This is a follow-up to my earlier bit about my experiences.

I finally got time yesterday to touch my computer again, and
I finished the install of 7.3.

First thing that I noticed when I booted was that 7.3 once
again (finally) detected I had a USB mouse; perhaps it couldn't
detect it before because it installed USB support on the same
boot?  Regardless, it now works properly, though it took a
couple of reboots; shades of Microsoft!

Next up was the video card, a GF2 MX 200.  I installed via
RPM from sources per the instructions on NVIDIA's website;
the drivers themselves installed flawlessly, but I had to
manually massage the XFConfig and XFConfig-4 files in order
to get X to start; if anyone is interested, contact me at
[EMAIL PROTECTED] (note!  Different Email; that's a home
address, vice this one) and I'll send a copy of my config files
to help you figure it out.  Note, even though I have an
Athlon XP, I used the i386 option instead.  Compile was
VERY quick, no fuss, no muss.

Finally, started X; VERY smooth video drivers and X.  My hats
off to all concerned, it seems much more responsive, and much
cleaner than 7.2; maybe that's just me, but that's what how
it felt.  BTW, I'm using Sawfish.

For the first time, I fired up Tux Racer (cute game!  My kids
are already hooked in one evening) in full screen mode to test
the drivers; they are quite stable, and work well.  Chromium,
however, refused to run, and I'm not quite sure why.

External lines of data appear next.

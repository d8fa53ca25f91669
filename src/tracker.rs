use log::debug;
use log::info;
use log::warn;
use std::collections::BTreeMap;
use std::path::{Path, PathBuf};
use tokio::sync::mpsc::UnboundedReceiver;

use crate::config::TrackerConfig;
use crate::error::{Error, Result};
use crate::events::{EventSink, TrackingEvent};
use crate::export::{self, ExportReport};
use crate::ffmpeg_stream::FFmpegSource;
use crate::frame::{FrameBuffer, VideoInfo};
use crate::roi::{draw_outline, RoiSquare};
use crate::source::FrameSource;

/// Annotated point of one frame, in original video pixels.
#[derive(Copy, Clone, Debug, PartialEq, Eq)]
pub struct Annotation {
    pub index: usize,
    pub point: mint::Point2<i32>,
}

struct LoadedVideo {
    info: VideoInfo,
    frames: Vec<FrameBuffer>,
    annotations: BTreeMap<usize, mint::Point2<i32>>,
    current: usize,
}

impl LoadedVideo {
    fn annotations(&self) -> Vec<Annotation> {
        self.annotations
            .iter()
            .map(|(&index, &point)| Annotation { index, point })
            .collect()
    }
}

#[derive(Default)]
enum State {
    #[default]
    Unloaded,
    Loading,
    Loaded(LoadedVideo),
    Saving(LoadedVideo),
}

/// In-memory copy of a decoded video plus one optional ROI point per frame.
///
/// Every operation except loading is a silent no-op until a video has been
/// loaded. The store does no locking of its own; callers that load on a
/// worker must not touch it until `load` returns.
pub struct FrameStore {
    state: State,
    video_path: Option<PathBuf>,
    scale: f64,
    config: TrackerConfig,
    events: EventSink,
}

impl Default for FrameStore {
    fn default() -> Self {
        Self::new(TrackerConfig::default())
    }
}

impl FrameStore {
    pub fn new(config: TrackerConfig) -> Self {
        Self {
            state: State::Unloaded,
            video_path: None,
            scale: 1.0,
            config,
            events: EventSink::default(),
        }
    }

    pub fn subscribe(&mut self) -> UnboundedReceiver<TrackingEvent> {
        self.events.subscribe()
    }

    pub fn config(&self) -> &TrackerConfig {
        &self.config
    }

    pub fn set_video_path<P: AsRef<Path>>(&mut self, path: P) {
        self.video_path = Some(path.as_ref().to_path_buf());
    }

    pub fn video_path(&self) -> Option<&Path> {
        self.video_path.as_deref()
    }

    /// Decodes the video at the configured path with ffmpeg. Does nothing if
    /// no path has been set.
    pub async fn load(&mut self) -> Result<()> {
        let Some(path) = self.video_path.clone() else {
            debug!("load requested without a video path");
            return Ok(());
        };

        self.state = State::Loading;
        match FFmpegSource::open(&path).await {
            Ok(source) => self.load_from(source).await,
            Err(e) => {
                self.state = State::Unloaded;
                Err(e)
            }
        }
    }

    /// Replaces all frames and annotations with the content of `source`.
    ///
    /// A decode error after the first frame keeps what has been read so far
    /// and is reported as [`TrackingEvent::DecodeError`].
    pub async fn load_from<S: FrameSource>(&mut self, mut source: S) -> Result<()> {
        self.state = State::Loading;

        let info = source.info().clone();
        let name = source.name().to_string();
        info!("reading {name}");

        let mut frames = Vec::new();
        let mut decode_error = None;
        loop {
            match source.next_frame().await {
                Ok(Some(frame)) => {
                    frames.push(frame);
                    self.events.emit(TrackingEvent::LoadProgress {
                        source: name.clone(),
                        decoded: frames.len(),
                        percent: info.progress_percent(frames.len()),
                    });
                }
                Ok(None) => break,
                Err(e) => {
                    warn!("decoding {name} stopped after {} frames: {e}", frames.len());
                    self.events.emit(TrackingEvent::DecodeError {
                        frames_read: frames.len(),
                        reason: e.to_string(),
                    });
                    decode_error = Some(e);
                    break;
                }
            }
        }

        if frames.is_empty() {
            self.state = State::Unloaded;
            return Err(decode_error.unwrap_or(Error::EmptyVideo));
        }

        let count = frames.len();
        info!(
            "loaded {count} frames of {name} ({}x{} @ {} fps)",
            info.dimensions.width, info.dimensions.height, info.fps
        );
        self.state = State::Loaded(LoadedVideo {
            info,
            frames,
            annotations: BTreeMap::new(),
            current: 0,
        });
        self.events.emit(TrackingEvent::Loaded { frames: count });
        Ok(())
    }

    fn video(&self) -> Option<&LoadedVideo> {
        match &self.state {
            State::Loaded(video) | State::Saving(video) => Some(video),
            _ => None,
        }
    }

    fn video_mut(&mut self) -> Option<&mut LoadedVideo> {
        match &mut self.state {
            State::Loaded(video) => Some(video),
            _ => None,
        }
    }

    pub fn is_loaded(&self) -> bool {
        self.video().is_some()
    }

    pub fn is_loading(&self) -> bool {
        matches!(self.state, State::Loading)
    }

    pub fn is_saving(&self) -> bool {
        matches!(self.state, State::Saving(_))
    }

    pub fn video_info(&self) -> Option<&VideoInfo> {
        self.video().map(|video| &video.info)
    }

    pub fn total_frame_count(&self) -> usize {
        self.video().map_or(0, |video| video.frames.len())
    }

    pub fn current_frame(&self) -> Option<usize> {
        self.video().map(|video| video.current)
    }

    pub fn set_current_frame(&mut self, index: usize) -> Result<()> {
        let Some(video) = self.video_mut() else {
            return Ok(());
        };
        if index >= video.frames.len() {
            return Err(Error::FrameOutOfRange {
                index,
                count: video.frames.len(),
            });
        }
        video.current = index;
        Ok(())
    }

    pub fn next_frame(&mut self) -> Option<usize> {
        let video = self.video_mut()?;
        video.current = (video.current + 1).min(video.frames.len() - 1);
        Some(video.current)
    }

    pub fn previous_frame(&mut self) -> Option<usize> {
        let video = self.video_mut()?;
        video.current = video.current.saturating_sub(1);
        Some(video.current)
    }

    pub fn scale(&self) -> f64 {
        self.scale
    }

    /// Sets the display scale (`display size / original size`) used to map
    /// annotation coordinates back to original pixels.
    pub fn set_scale(&mut self, scale: f64) -> Result<()> {
        if !scale.is_finite() || scale <= 0.0 {
            return Err(Error::InvalidScale(scale));
        }
        self.scale = scale;
        Ok(())
    }

    /// Stores the point under the display position `(display_x, display_y)`
    /// for the current frame, replacing any earlier point of that frame.
    pub fn annotate(&mut self, display_x: f64, display_y: f64) -> Result<Option<Annotation>> {
        let scale = self.scale;
        let Some(index) = self.current_frame() else {
            return Ok(None);
        };

        let x = (display_x / scale).round_ties_even();
        let y = (display_y / scale).round_ties_even();
        if !x.is_finite() || !y.is_finite() {
            let dims = self.video().map(|video| video.info.dimensions);
            return Err(Error::PointOutOfBounds {
                x: x as i64,
                y: y as i64,
                width: dims.map_or(0, |d| d.width),
                height: dims.map_or(0, |d| d.height),
            });
        }
        self.insert_point(index, x as i64, y as i64)
    }

    /// Stores a point already given in original video pixels for frame
    /// `index`, e.g. a row of a previously exported `data.csv`. The scale
    /// and the current frame are left untouched.
    pub fn annotate_original(
        &mut self,
        index: usize,
        point: mint::Point2<i32>,
    ) -> Result<Option<Annotation>> {
        let Some(video) = self.video() else {
            return Ok(None);
        };
        if index >= video.frames.len() {
            return Err(Error::FrameOutOfRange {
                index,
                count: video.frames.len(),
            });
        }
        self.insert_point(index, point.x as i64, point.y as i64)
    }

    fn insert_point(&mut self, index: usize, x: i64, y: i64) -> Result<Option<Annotation>> {
        let Some(video) = self.video_mut() else {
            return Ok(None);
        };

        let dims = video.info.dimensions;
        if !dims.contains(x, y) {
            return Err(Error::PointOutOfBounds {
                x,
                y,
                width: dims.width,
                height: dims.height,
            });
        }

        let annotation = Annotation {
            index,
            point: mint::Point2 {
                x: x as i32,
                y: y as i32,
            },
        };
        video.annotations.insert(annotation.index, annotation.point);
        debug!(
            "frame {}: roi at ({}, {})",
            annotation.index, annotation.point.x, annotation.point.y
        );
        self.events.emit(TrackingEvent::RoiUpdated);
        Ok(Some(annotation))
    }

    /// All annotations in ascending frame order.
    pub fn annotations(&self) -> Vec<Annotation> {
        self.video()
            .map(LoadedVideo::annotations)
            .unwrap_or_default()
    }

    pub fn annotation(&self, index: usize) -> Option<Annotation> {
        let point = *self.video()?.annotations.get(&index)?;
        Some(Annotation { index, point })
    }

    /// Copy of the current frame with the ROI square drawn on it.
    pub fn render_current_frame(&self) -> Option<FrameBuffer> {
        let video = self.video()?;
        let mut frame = video.frames.get(video.current)?.clone();
        if let Some(point) = video.annotations.get(&video.current) {
            let square = RoiSquare::centered(*point, self.config.roi_size);
            draw_outline(
                &mut frame,
                &square,
                self.config.outline_pixel(),
                self.config.outline_thickness,
            );
        }
        Some(frame)
    }

    /// Writes `data.csv` and one PNG patch per annotated frame into
    /// `directory`, which must already exist.
    pub fn export(&mut self, directory: &Path) -> Result<Option<ExportReport>> {
        let video = match std::mem::take(&mut self.state) {
            State::Loaded(video) => video,
            other => {
                self.state = other;
                return Ok(None);
            }
        };
        self.state = State::Saving(video);

        self.events.emit(TrackingEvent::Saving {
            directory: directory.to_path_buf(),
        });
        info!("saving roi points to {}", directory.display());

        let mut result = Ok(None);
        if let State::Saving(video) = &self.state {
            result = export::export_annotations(
                directory,
                &video.frames,
                &video.annotations(),
                &self.config,
            )
            .map(Some);
        }

        if let State::Saving(video) = std::mem::take(&mut self.state) {
            self.state = State::Loaded(video);
        }

        let Some(report) = result? else {
            return Ok(None);
        };
        self.events.emit(TrackingEvent::Saved {
            directory: directory.to_path_buf(),
            points: report.patches.len(),
        });
        info!("saved {} roi points", report.patches.len());
        Ok(Some(report))
    }
}
mod args;

use log::debug;
use log::error;
use log::info;
use log::warn;
use roi_annotator::config::TrackerConfig;
use roi_annotator::events::TrackingEvent;
use roi_annotator::{export, logging, FrameStore, Result};

async fn run(args: args::Args) -> Result<()> {
    let mut config = match &args.config {
        Some(path) => TrackerConfig::from_file(path)?,
        None => TrackerConfig::default(),
    };
    if let Some(roi_size) = args.roi_size {
        config.roi_size = roi_size;
        config.validate()?;
    }

    let mut store = FrameStore::new(config);
    let mut events = store.subscribe();
    let status = tokio::spawn(async move {
        while let Some(event) = events.recv().await {
            match event {
                TrackingEvent::LoadProgress { .. } => debug!("{event}"),
                TrackingEvent::DecodeError { .. } => warn!("{event}"),
                _ => info!("{event}"),
            }
        }
    });

    store.set_video_path(&args.input);
    store.load().await?;
    store.set_scale(args.scale)?;

    if let Some(points_file) = &args.points_file {
        for row in export::read_csv(points_file)? {
            store.annotate_original(row.index, mint::Point2 { x: row.x, y: row.y })?;
        }
    }

    for point in &args.points {
        store.set_current_frame(point.index)?;
        store.annotate(point.x, point.y)?;
    }
    info!(
        "{} of {} frames annotated",
        store.annotations().len(),
        store.total_frame_count()
    );

    if let Some(index) = args.preview {
        store.set_current_frame(index)?;
        if let Some(frame) = store.render_current_frame() {
            frame.save(&args.preview_output)?;
            info!("preview of frame {index} written to {}", args.preview_output.display());
        }
    }

    std::fs::create_dir_all(&args.output)?;
    store.export(&args.output)?;

    drop(store);
    let _ = status.await;
    Ok(())
}

#[tokio::main]
async fn main() {
    let args = args::parse_args();

    if let Err(e) = logging::setup_logging() {
        eprintln!("failed to set up logging: {e}");
    }

    if let Err(e) = run(args).await {
        error!("{e}");
        std::process::exit(1);
    }
}
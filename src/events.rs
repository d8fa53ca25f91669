use std::fmt;
use std::path::PathBuf;
use tokio::sync::mpsc::{unbounded_channel, UnboundedReceiver, UnboundedSender};

/// Status notifications pushed while loading, annotating and exporting.
#[derive(Clone, Debug, PartialEq)]
pub enum TrackingEvent {
    LoadProgress {
        source: String,
        decoded: usize,
        /// Percentage of the reported frame count, when one is known.
        percent: Option<f32>,
    },
    DecodeError {
        frames_read: usize,
        reason: String,
    },
    Loaded {
        frames: usize,
    },
    RoiUpdated,
    Saving {
        directory: PathBuf,
    },
    Saved {
        directory: PathBuf,
        points: usize,
    },
}

impl fmt::Display for TrackingEvent {
    fn fmt(&self, f: &mut fmt::Formatter<'_>) -> fmt::Result {
        match self {
            TrackingEvent::LoadProgress {
                source,
                percent: Some(percent),
                ..
            } => write!(f, "Reading {source}, progress: {percent:.2}%"),
            TrackingEvent::LoadProgress {
                source, decoded, ..
            } => write!(f, "Reading {source}, {decoded} frames"),
            TrackingEvent::DecodeError {
                frames_read,
                reason,
            } => write!(f, "Decoding stopped after {frames_read} frames: {reason}"),
            TrackingEvent::Loaded { frames } => write!(f, "Video loaded ({frames} frames)"),
            TrackingEvent::RoiUpdated => write!(f, "ROI updated"),
            TrackingEvent::Saving { .. } => write!(f, "Saving file"),
            TrackingEvent::Saved { points, .. } => {
                write!(f, "Save complete, {points} roi points saved")
            }
        }
    }
}

/// Fan-out point for [`TrackingEvent`]s. Sending never fails; events for a
/// dropped receiver are discarded.
#[derive(Default)]
pub struct EventSink {
    subscribers: Vec<UnboundedSender<TrackingEvent>>,
}

impl EventSink {
    pub fn subscribe(&mut self) -> UnboundedReceiver<TrackingEvent> {
        let (tx, rx) = unbounded_channel();
        self.subscribers.push(tx);
        rx
    }

    pub fn emit(&mut self, event: TrackingEvent) {
        self.subscribers.retain(|tx| !tx.is_closed());
        for tx in &self.subscribers {
            let _ = tx.send(event.clone());
        }
    }
}

#[cfg(test)]
mod tests {
    use super::*;

    #[test]
    fn progress_text() {
        let event = TrackingEvent::LoadProgress {
            source: "clip.mp4".to_string(),
            decoded: 1,
            percent: Some(100.0 / 3.0),
        };
        assert_eq!(event.to_string(), "Reading clip.mp4, progress: 33.33%");

        let event = TrackingEvent::LoadProgress {
            source: "clip.mp4".to_string(),
            decoded: 12,
            percent: None,
        };
        assert_eq!(event.to_string(), "Reading clip.mp4, 12 frames");
    }

    #[test]
    fn sink_delivers_to_all_live_subscribers() {
        let mut sink = EventSink::default();
        let mut first = sink.subscribe();
        let second = sink.subscribe();
        drop(second);

        sink.emit(TrackingEvent::RoiUpdated);
        assert_eq!(first.try_recv().unwrap(), TrackingEvent::RoiUpdated);
        assert_eq!(sink.subscribers.len(), 1);
    }
}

The HD barf is NOT the FAT32 partition; it's the swap partition.
I can't see WHY it gives the errors it does, but at any rate
I can still run properly, and it appears that it's using the
swap; I'm not sure I need it though with 512MB.

I guess that's it; everything feels "tighter" in 7.3 vice 7.2,
a few things seem a tad odd, Chromium isn't working on my box,
I'm still getting a bizarre HD error during boot, and I've 
noticed that a VERY few services don't want to work (at least with
their old configs, wu_ftpd being the most prominent).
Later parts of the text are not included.